Dataset entries:
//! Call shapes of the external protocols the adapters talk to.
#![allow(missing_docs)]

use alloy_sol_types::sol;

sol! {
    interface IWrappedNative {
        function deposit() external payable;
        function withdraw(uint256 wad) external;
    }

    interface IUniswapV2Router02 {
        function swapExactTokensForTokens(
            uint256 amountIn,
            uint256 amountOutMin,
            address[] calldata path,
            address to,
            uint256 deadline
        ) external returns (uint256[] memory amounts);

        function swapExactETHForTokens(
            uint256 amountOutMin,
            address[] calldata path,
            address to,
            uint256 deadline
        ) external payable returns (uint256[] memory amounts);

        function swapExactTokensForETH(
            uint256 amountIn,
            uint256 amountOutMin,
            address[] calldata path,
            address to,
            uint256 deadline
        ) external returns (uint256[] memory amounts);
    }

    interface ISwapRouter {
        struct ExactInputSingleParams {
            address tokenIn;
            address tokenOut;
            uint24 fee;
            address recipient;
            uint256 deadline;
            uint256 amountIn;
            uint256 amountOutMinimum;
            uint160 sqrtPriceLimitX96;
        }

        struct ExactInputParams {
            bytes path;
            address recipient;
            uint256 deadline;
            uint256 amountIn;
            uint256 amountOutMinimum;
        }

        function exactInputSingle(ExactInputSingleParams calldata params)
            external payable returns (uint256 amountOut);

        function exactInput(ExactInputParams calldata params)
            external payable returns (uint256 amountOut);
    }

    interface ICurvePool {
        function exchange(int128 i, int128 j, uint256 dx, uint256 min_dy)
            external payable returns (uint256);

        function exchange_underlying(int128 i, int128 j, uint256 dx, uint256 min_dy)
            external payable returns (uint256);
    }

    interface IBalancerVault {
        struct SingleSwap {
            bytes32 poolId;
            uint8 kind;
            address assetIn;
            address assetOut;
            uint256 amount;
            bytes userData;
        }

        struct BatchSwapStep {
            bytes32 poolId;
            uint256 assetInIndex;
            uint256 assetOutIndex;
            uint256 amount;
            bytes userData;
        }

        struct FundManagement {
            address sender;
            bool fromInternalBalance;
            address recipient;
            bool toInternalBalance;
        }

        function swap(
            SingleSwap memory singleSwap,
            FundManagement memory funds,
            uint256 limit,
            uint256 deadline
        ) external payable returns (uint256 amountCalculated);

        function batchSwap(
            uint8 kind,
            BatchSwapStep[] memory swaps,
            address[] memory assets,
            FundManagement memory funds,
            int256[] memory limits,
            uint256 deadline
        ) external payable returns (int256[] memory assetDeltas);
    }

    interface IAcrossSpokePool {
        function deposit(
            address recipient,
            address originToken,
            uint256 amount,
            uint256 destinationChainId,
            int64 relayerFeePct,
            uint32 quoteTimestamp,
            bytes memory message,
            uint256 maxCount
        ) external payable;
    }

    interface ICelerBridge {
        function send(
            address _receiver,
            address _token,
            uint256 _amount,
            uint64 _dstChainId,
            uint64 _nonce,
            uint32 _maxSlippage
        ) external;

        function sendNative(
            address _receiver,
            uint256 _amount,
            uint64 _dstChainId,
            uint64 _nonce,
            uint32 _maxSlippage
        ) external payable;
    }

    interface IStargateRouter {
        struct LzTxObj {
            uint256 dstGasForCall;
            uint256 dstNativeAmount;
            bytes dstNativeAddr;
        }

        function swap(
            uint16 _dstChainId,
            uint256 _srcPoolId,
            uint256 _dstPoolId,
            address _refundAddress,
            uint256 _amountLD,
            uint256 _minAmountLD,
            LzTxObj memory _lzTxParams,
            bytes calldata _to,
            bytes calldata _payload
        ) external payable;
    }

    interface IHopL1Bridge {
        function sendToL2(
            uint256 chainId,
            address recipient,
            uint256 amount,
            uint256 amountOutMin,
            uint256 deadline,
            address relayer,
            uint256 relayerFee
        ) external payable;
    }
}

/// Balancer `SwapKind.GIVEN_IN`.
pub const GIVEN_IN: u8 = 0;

What you will do:
Read the entries above, then pull out the lines that include "ExactInputParams".

Exercise output:
        struct ExactInputParams {
        function exactInput(ExactInputParams calldata params)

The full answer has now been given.